The STRUCTURE results in our earlier report¹³ identified nine optimal clusters in a dataset of 139 population samples analyzing only the 55 Kidd AISNPs. This previous pattern is very similar to the population clustering seen in Fig. 1 for K = 10 based on the full 170 AISNPs. The 81 population samples studied here were all present in that 139 population dataset. At K = 10 the 170-SNP dataset gives a new result compared to earlier analyses. The populations from Sub-Saharan Africa now display partial membership to two different clusters in the current study instead of a single African cluster. Specifically, the two Pygmy populations are in a distinct cluster and that cluster averages 13.9% of the “ancestry” for the other sub-Saharan populations. We note that our African American sample is grouped with the sub-Saharan populations because it shows evidence of only small amounts of European admixture. Other samples of African Americans may well show significantly more admixture. The two Northeast African samples, Ethiopians and Somali, have an intermediate pattern with partial assignment to the two Sub-Saharan clusters and to the North African cluster.

Other than this new “Pygmy” cluster, the other clusters are easy to see in Fig. 1 as distinct colors at K = 10. The interesting aspects are the transitions from a population primarily in one cluster to another population primarily in a different cluster.

The first transition in Fig. 1 is from Sub-Saharan Africa to NE Africa. Both the Ethiopian Jews and the Somali population are small and not sufficiently unique to be clusters on their own. Consequently, they are apportioned by STRUCTURE to genetically “adjacent” populations. In the PCA results (Fig. 2) these two populations are graphically intermediate. Given that this Somali sample comes from workers collected in Pakistan, the partial apportioning to the South Asian cluster is not surprising and may indeed represent some admixture.

The next transitions are from North Africa to Southwest Asia then to Southern Europe and finally to Northern Europe. Three populations show clustering into both the North African and SW Asia population clusters (Yemenite Jews, Kuwaiti, and Palestinians). Then a relatively clean cluster visually (i.e. most individuals have a high membership in the same cluster) appears with the Druze and Samaritans from SW Asia.

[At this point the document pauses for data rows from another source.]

//! Backend registry: each remote backend is a named constructor for a
//! [`Connector`].

pub mod memory;
pub mod rest;

use std::sync::Arc;

use crate::api::Connector;
use crate::config::Config;
use crate::error::{Result, SpamError};
use crate::types::Credential;

pub use memory::MemoryCloud;
pub use rest::RestConnector;

/// Builds a connector from the config and the administrative credential.
pub type BackendFactory = fn(&Config, &Credential) -> Result<Arc<dyn Connector>>;

pub struct Backend {
    pub name: &'static str,
    pub description: &'static str,
    pub factory: BackendFactory,
}

fn memory_backend(config: &Config, admin: &Credential) -> Result<Arc<dyn Connector>> {
    Ok(Arc::new(MemoryCloud::seeded(
        admin,
        &config.admin_project,
        &config.base_image,
    )))
}

fn rest_backend(config: &Config, _admin: &Credential) -> Result<Arc<dyn Connector>> {
    Ok(Arc::new(RestConnector::new(config)))
}

pub fn backends() -> Vec<Backend> {
    vec![
        Backend {
            name: "memory",
            description: "in-process simulated cloud",
            factory: memory_backend,
        },
        Backend {
            name: "rest",
            description: "OpenStack-style JSON over HTTP",
            factory: rest_backend,
        },
    ]
}

/// Construct the connector named by `config.backend`.
pub fn connector(config: &Config, admin: &Credential) -> Result<Arc<dyn Connector>> {
    let backend = backends()
        .into_iter()
        .find(|b| b.name == config.backend)
        .ok_or_else(|| {
            let known: Vec<&str> = backends().iter().map(|b| b.name).collect();
            SpamError::MissingSetting(format!(
                "backend '{}' (known: {})",
                config.backend,
                known.join(", ")
            ))
        })?;
    (backend.factory)(config, admin)
}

Sardinians, Roman Jews, and Turkish Cypriots then represent a transition to Southern Europe. The Southern Europeans display partial assignment to the cluster that is essentially a Northern Europe cluster. The Hungarians through the Komi Zyriane form a clear visual cluster for Northern Europe. While the visually clinal pattern from Southwest Asia to Northeast Europe can be seen at K = 10, the clinal pattern is completely obvious at K = 12. When additional Southwest Asia populations have been evaluated, albeit for only the 55 Kidd subset of the 170 SNPs¹⁴, a more refined and visually clinal picture is seen within SW Asia. Whatever the more detailed pattern of genetic variation in Europe and Southwest Asia, the pattern for these populations with these loci is one of disproportionate assignment of individuals to two (or three) clusters comparing Southwest Asia and Southern Europe with Northwest and Northern Europe summarized in the population averages shown graphically (Figs. S2 and S3). Indeed, a clinal pattern of genetic variation in this region is supported by many other analyses^20,21.

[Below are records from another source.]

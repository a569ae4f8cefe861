//! Allocator over the resource store.
//!
//! The keeper answers "give me a resource of kind K" for the actions: it
//! picks tracked ids at random, claims and releases exclusive ones, resolves
//! ids to remote objects through the administrative session, and cleans up
//! whatever the store tracks. Protected ids (the administrative principal
//! and tenancy, the base image, pre-existing flavors) are recorded at
//! bootstrap and never handed out for update, delete or cleanup.

use std::collections::HashSet;
use std::sync::Arc;

use rand::seq::SliceRandom;
use serde::Serialize;
use serde_json::Value;
use tracing::{debug, info, warn};

use crate::api::{quota_body, quota_collections, Cloud, ResourceApi};
use crate::config::{Config, Settings};
use crate::error::{Result, SpamError};
use crate::names;
use crate::store::{Record, ResourceStore};
use crate::types::{Attrs, Collection, Namespace, RemoteObject, ResourceKind};

const NAME_ATTEMPTS: usize = 8;

/// What a [`Keeper::query`] predicate is applied to.
#[derive(Debug, Clone, Copy)]
pub enum Probe<'a> {
    /// The whole object as JSON.
    Object,
    /// One attribute (`id` and `name` included), `null` when absent.
    Field(&'a str),
    /// Ids of `kind` objects whose `parent_key` attribute points at the
    /// candidate, as a JSON array.
    Children {
        kind: ResourceKind,
        parent_key: &'a str,
    },
}

#[derive(Debug, Clone, PartialEq, Serialize)]
pub struct CleanEntry {
    pub kind: ResourceKind,
    pub id: String,
    #[serde(skip_serializing_if = "Option::is_none")]
    pub error: Option<String>,
}

#[derive(Debug, Clone, Default, Serialize)]
pub struct CleanReport {
    pub deleted: Vec<CleanEntry>,
    pub kept: Vec<CleanEntry>,
    pub failed: Vec<CleanEntry>,
}

pub struct Keeper {
    store: Arc<ResourceStore>,
    admin: Arc<dyn Cloud>,
    config: Config,
    settings: Settings,
}

impl Keeper {
    pub fn new(
        store: Arc<ResourceStore>,
        admin: Arc<dyn Cloud>,
        config: Config,
        settings: Settings,
    ) -> Self {
        Self {
            store,
            admin,
            config,
            settings,
        }
    }

    pub fn store(&self) -> &Arc<ResourceStore> {
        &self.store
    }

    /// The administrative session.
    pub fn admin(&self) -> &Arc<dyn Cloud> {
        &self.admin
    }

    pub fn config(&self) -> &Config {
        &self.config
    }

    pub fn settings(&self) -> &Settings {
        &self.settings
    }

    // -----------------------------------------------------------------------
    // Bootstrap
    // -----------------------------------------------------------------------

    /// Resolve and track the administrative principal and tenancy, lift the
    /// tenancy's quotas, and track the base image and existing flavors.
    pub fn bootstrap(&self) -> Result<()> {
        let users = self.admin.resource(ResourceKind::User)?;
        let user = self
            .get_by_name(users.as_ref(), &self.settings.admin_user)
            .ok_or_else(|| SpamError::AdminMissing(format!("user '{}'", self.settings.admin_user)))?;
        let projects = self.admin.resource(ResourceKind::Project)?;
        let project = self
            .get_by_name(projects.as_ref(), &self.config.admin_project)
            .ok_or_else(|| {
                SpamError::AdminMissing(format!("project '{}'", self.config.admin_project))
            })?;

        for (kind, id) in [
            (ResourceKind::User, &user.id),
            (ResourceKind::Project, &project.id),
        ] {
            self.track(kind, id)?;
            self.protect(kind, id)?;
        }
        self.lift_quotas(&project.id);

        let images = self.admin.resource(ResourceKind::Image)?;
        match self.get_by_name(images.as_ref(), &self.config.base_image) {
            Some(image) => {
                self.track(ResourceKind::Image, &image.id)?;
                self.protect(ResourceKind::Image, &image.id)?;
            }
            None => warn!(image = %self.config.base_image, "base image not found"),
        }

        let flavors = self.admin.resource(ResourceKind::Flavor)?;
        match flavors.list() {
            Ok(list) => {
                for flavor in list {
                    if self.track(ResourceKind::Flavor, &flavor.id)? {
                        self.protect(ResourceKind::Flavor, &flavor.id)?;
                    }
                }
            }
            Err(e) => warn!(error = %e, "cannot list flavors"),
        }

        info!(user = %user.id, project = %project.id, "bootstrap complete");
        Ok(())
    }

    /// Set every quota of `project_id` to the configured limit. Failures
    /// are logged.
    pub fn lift_quotas(&self, project_id: &str) {
        for &collection in quota_collections() {
            let body = quota_body(collection, self.config.quota_limit);
            if let Err(e) = self.admin.update_quotas(collection, project_id, &body) {
                warn!(%collection, project = project_id, error = %e, "quota update failed");
            }
        }
    }

    // -----------------------------------------------------------------------
    // Tracking
    // -----------------------------------------------------------------------

    /// Start tracking `id` as unused. Returns false if it was already
    /// tracked, in which case its marker is left alone.
    pub fn track(&self, kind: ResourceKind, id: &str) -> Result<bool> {
        self.store.put_if_absent(&kind.namespace(), id, Record::unused())
    }

    /// Stop tracking `id`. Returns false if it was not tracked.
    pub fn untrack(&self, kind: ResourceKind, id: &str) -> Result<bool> {
        match self.store.delete(&kind.namespace(), id) {
            Ok(()) => Ok(true),
            Err(SpamError::NotFound { .. }) => Ok(false),
            Err(e) => Err(e),
        }
    }

    pub fn protect(&self, kind: ResourceKind, id: &str) -> Result<()> {
        self.store.put(
            &Namespace::protected(),
            id,
            Record::Setting {
                value: kind.to_string(),
            },
        )
    }

    pub fn is_protected(&self, id: &str) -> Result<bool> {
        self.store.contains(&Namespace::protected(), id)
    }

    fn protected_ids(&self) -> Result<HashSet<String>> {
        Ok(self.store.keys(&Namespace::protected())?.into_iter().collect())
    }

    // -----------------------------------------------------------------------
    // Lookup
    // -----------------------------------------------------------------------

    /// The remote object for `id`, or `None` if the lookup fails for any
    /// reason.
    pub fn get_by_id(&self, api: &dyn ResourceApi, id: &str) -> Option<RemoteObject> {
        match api.get(id) {
            Ok(object) => Some(object),
            Err(e) => {
                debug!(kind = %api.kind(), id, error = %e, "lookup by id failed");
                None
            }
        }
    }

    pub fn get_by_name(&self, api: &dyn ResourceApi, name: &str) -> Option<RemoteObject> {
        match api.find(name) {
            Ok(object) => Some(object),
            Err(e) => {
                debug!(kind = %api.kind(), name, error = %e, "lookup by name failed");
                None
            }
        }
    }

    /// Like [`Keeper::get_by_id`], but a tracked id that no longer exists
    /// remotely is dropped from the store.
    pub fn resolve(&self, api: &dyn ResourceApi, id: &str) -> Result<Option<RemoteObject>> {
        if let Some(object) = self.get_by_id(api, id) {
            return Ok(Some(object));
        }
        if self.untrack(api.kind(), id)? {
            info!(kind = %api.kind(), id, "dropped stale entry");
        }
        Ok(None)
    }

    /// Objects of `kind` visible to `cloud` for which `predicate` holds on
    /// the value selected by `probe`. Listing failures yield nothing.
    pub fn query(
        &self,
        cloud: &dyn Cloud,
        kind: ResourceKind,
        probe: Probe<'_>,
        predicate: impl Fn(&Value) -> bool,
    ) -> Vec<RemoteObject> {
        let list = |kind: ResourceKind| -> Vec<RemoteObject> {
            match cloud.resource(kind).and_then(|api| api.list()) {
                Ok(list) => list,
                Err(e) => {
                    warn!(%kind, error = %e, "query listing failed");
                    Vec::new()
                }
            }
        };
        let children = match probe {
            Probe::Children { kind: child, .. } => list(child),
            _ => Vec::new(),
        };

        list(kind)
            .into_iter()
            .filter(|object| {
                let value = match probe {
                    Probe::Object => serde_json::to_value(object).unwrap_or(Value::Null),
                    Probe::Field("id") => Value::from(object.id.clone()),
                    Probe::Field("name") => object.name.clone().map(Value::from).unwrap_or(Value::Null),
                    Probe::Field(key) => object.attr(key).cloned().unwrap_or(Value::Null),
                    Probe::Children { parent_key, .. } => Value::Array(
                        children
                            .iter()
                            .filter(|c| c.str_attr(parent_key) == Some(object.id.as_str()))
                            .map(|c| Value::from(c.id.clone()))
                            .collect(),
                    ),
                };
                predicate(&value)
            })
            .collect()
    }

    /// A random name with the configured prefix that `api` does not know
    /// yet. `None` after a bounded number of collisions.
    pub fn unique_name(&self, api: &dyn ResourceApi) -> Option<String> {
        (0..NAME_ATTEMPTS)
            .map(|_| names::resource_name(&self.config.name_prefix))
            .find(|name| api.find(name).is_err())
    }

    // -----------------------------------------------------------------------
    // Selection
    // -----------------------------------------------------------------------

    /// Any tracked id of `kind`.
    pub fn pick_random(&self, kind: ResourceKind) -> Result<Option<String>> {
        let ids = self.store.keys(&kind.namespace())?;
        Ok(ids.choose(&mut rand::thread_rng()).cloned())
    }

    /// A random tracked id that may be modified or deleted: neither
    /// protected nor marked used.
    pub fn pick_target(&self, kind: ResourceKind) -> Result<Option<String>> {
        self.pick_target_where(kind, |record| record.used() != Some(true))
    }

    /// A random unprotected id whose record satisfies `filter`.
    pub fn pick_target_where(
        &self,
        kind: ResourceKind,
        filter: impl Fn(&Record) -> bool,
    ) -> Result<Option<String>> {
        let protected = self.protected_ids()?;
        let ids: Vec<String> = self
            .store
            .entries(&kind.namespace())?
            .into_iter()
            .filter(|(id, record)| !protected.contains(id) && filter(record))
            .map(|(id, _)| id)
            .collect();
        Ok(ids.choose(&mut rand::thread_rng()).cloned())
    }

    /// Claim an unused id, marking it used. Two callers never receive the
    /// same id.
    pub fn pick_unused(&self, kind: ResourceKind) -> Result<Option<String>> {
        self.store.claim_first(&kind.namespace(), false, |_| true)
    }

    /// Claim a used id, marking it unused.
    pub fn pick_used(&self, kind: ResourceKind) -> Result<Option<String>> {
        self.store.claim_first(&kind.namespace(), true, |_| true)
    }

    /// Mark `id` unused again.
    pub fn release(&self, kind: ResourceKind, id: &str) -> Result<()> {
        self.store.set_used(&kind.namespace(), id, false)
    }

    /// Mark `id` used.
    pub fn occupy(&self, kind: ResourceKind, id: &str) -> Result<()> {
        self.store.set_used(&kind.namespace(), id, true)
    }

    // -----------------------------------------------------------------------
    // Cleanup
    // -----------------------------------------------------------------------

    /// Delete every tracked, unprotected resource in `collections`.
    ///
    /// Collections are processed dependents first (compute before storage
    /// before network, identity last). A failed remote delete keeps the
    /// entry for a later attempt unless the resource is already gone.
    pub fn clean(&self, collections: &[Collection]) -> Result<CleanReport> {
        let mut ordered: Vec<Collection> = collections.to_vec();
        ordered.sort_by_key(|c| clean_rank(*c));
        ordered.dedup();

        let mut report = CleanReport::default();
        for collection in ordered {
            for &kind in collection.kinds() {
                self.clean_kind(kind, &mut report)?;
            }
            if collection == Collection::Identity {
                self.drop_orphan_credentials()?;
            }
        }
        info!(
            deleted = report.deleted.len(),
            kept = report.kept.len(),
            failed = report.failed.len(),
            "clean complete"
        );
        Ok(report)
    }

    fn clean_kind(&self, kind: ResourceKind, report: &mut CleanReport) -> Result<()> {
        let ids = self.store.keys(&kind.namespace())?;
        if ids.is_empty() {
            return Ok(());
        }
        let entry = |id: &str, error: Option<String>| CleanEntry {
            kind,
            id: id.to_string(),
            error,
        };
        let api = match self.admin.resource(kind) {
            Ok(api) => api,
            Err(e) => {
                warn!(%kind, error = %e, "cannot clean");
                report
                    .failed
                    .extend(ids.iter().map(|id| entry(id, Some(e.to_string()))));
                return Ok(());
            }
        };
        let protected = self.protected_ids()?;

        for id in ids {
            if protected.contains(&id) {
                report.kept.push(entry(&id, None));
                continue;
            }
            if kind == ResourceKind::Volume {
                if let Err(e) = api.perform(&id, "detach", &Attrs::new()) {
                    debug!(%id, error = %e, "detach before delete");
                }
            }
            match api.delete(&id) {
                Ok(()) => {
                    self.untrack(kind, &id)?;
                    report.deleted.push(entry(&id, None));
                }
                Err(e) => {
                    if self.resolve(api.as_ref(), &id)?.is_none() {
                        report.deleted.push(entry(&id, None));
                    } else {
                        warn!(%kind, %id, error = %e, "delete failed");
                        report.failed.push(entry(&id, Some(e.to_string())));
                    }
                }
            }
        }
        Ok(())
    }

    /// Drop credentials of users that are no longer tracked. The
    /// administrative credential and those of users whose delete failed
    /// stay.
    fn drop_orphan_credentials(&self) -> Result<()> {
        let mut keep: HashSet<String> = HashSet::from([self.settings.admin_user.clone()]);
        let users = self.admin.resource(ResourceKind::User)?;
        for id in self.store.keys(&ResourceKind::User.namespace())? {
            if let Some(user) = self.get_by_id(users.as_ref(), &id) {
                keep.insert(user.name().to_string());
            }
        }
        let removed = self
            .store
            .clear(&Namespace::credentials(), |name| keep.contains(name))?;
        debug!(removed, kept = keep.len(), "dropped credentials");
        Ok(())
    }
}

fn clean_rank(collection: Collection) -> u8 {
    match collection {
        Collection::Compute => 0,
        Collection::Storage => 1,
        Collection::Network => 2,
        Collection::Image => 3,
        Collection::Object => 4,
        Collection::Identity => 5,
    }
}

A clear break in the clustering pattern occurs in Fig. 1 between Northern Europe (the Komi) to South Asia (the Mohanna) at K = 10 and 12. There is only one population sample geographically between these two extremes: the Khanty. The Central Asia cluster is a better fit for the Khanty, but there is some assignment to the European cluster. The South Asian cluster is interrupted by the highly admixed Negroid Makrani. Then, there is a transition to a roughly Central Asian cluster. The Hazara are clearly intermediate with assignment to East Asia and Central Asia in addition to South Asia as has been reported in various studies^22,23,24. Many of those populations with strong values for that cluster in the earlier study¹³ could not be included in the current report because genotypes were not available for most of the Seldin Lab AISNPs.

The Central Asian cluster has a transition that is clinal in appearance including the Outer and then Inner Mongolian population samples followed by the Southwestern China populations. Finally, the East Asians through Southeast Asian populations form a very “clean” cluster at K = 10. There is another clinal transition including the Micronesians to the two Melanesian populations that form a clear cluster.

The Native Americans form a quite clean cluster at K = 10. Small amounts of allocation to other clusters amount to little more than noise at this level. Many Native American populations are significantly admixed, probably including some individuals in these population samples. However, when these samples were collected efforts were made to sample individuals that had no known close ancestors of European or African origin.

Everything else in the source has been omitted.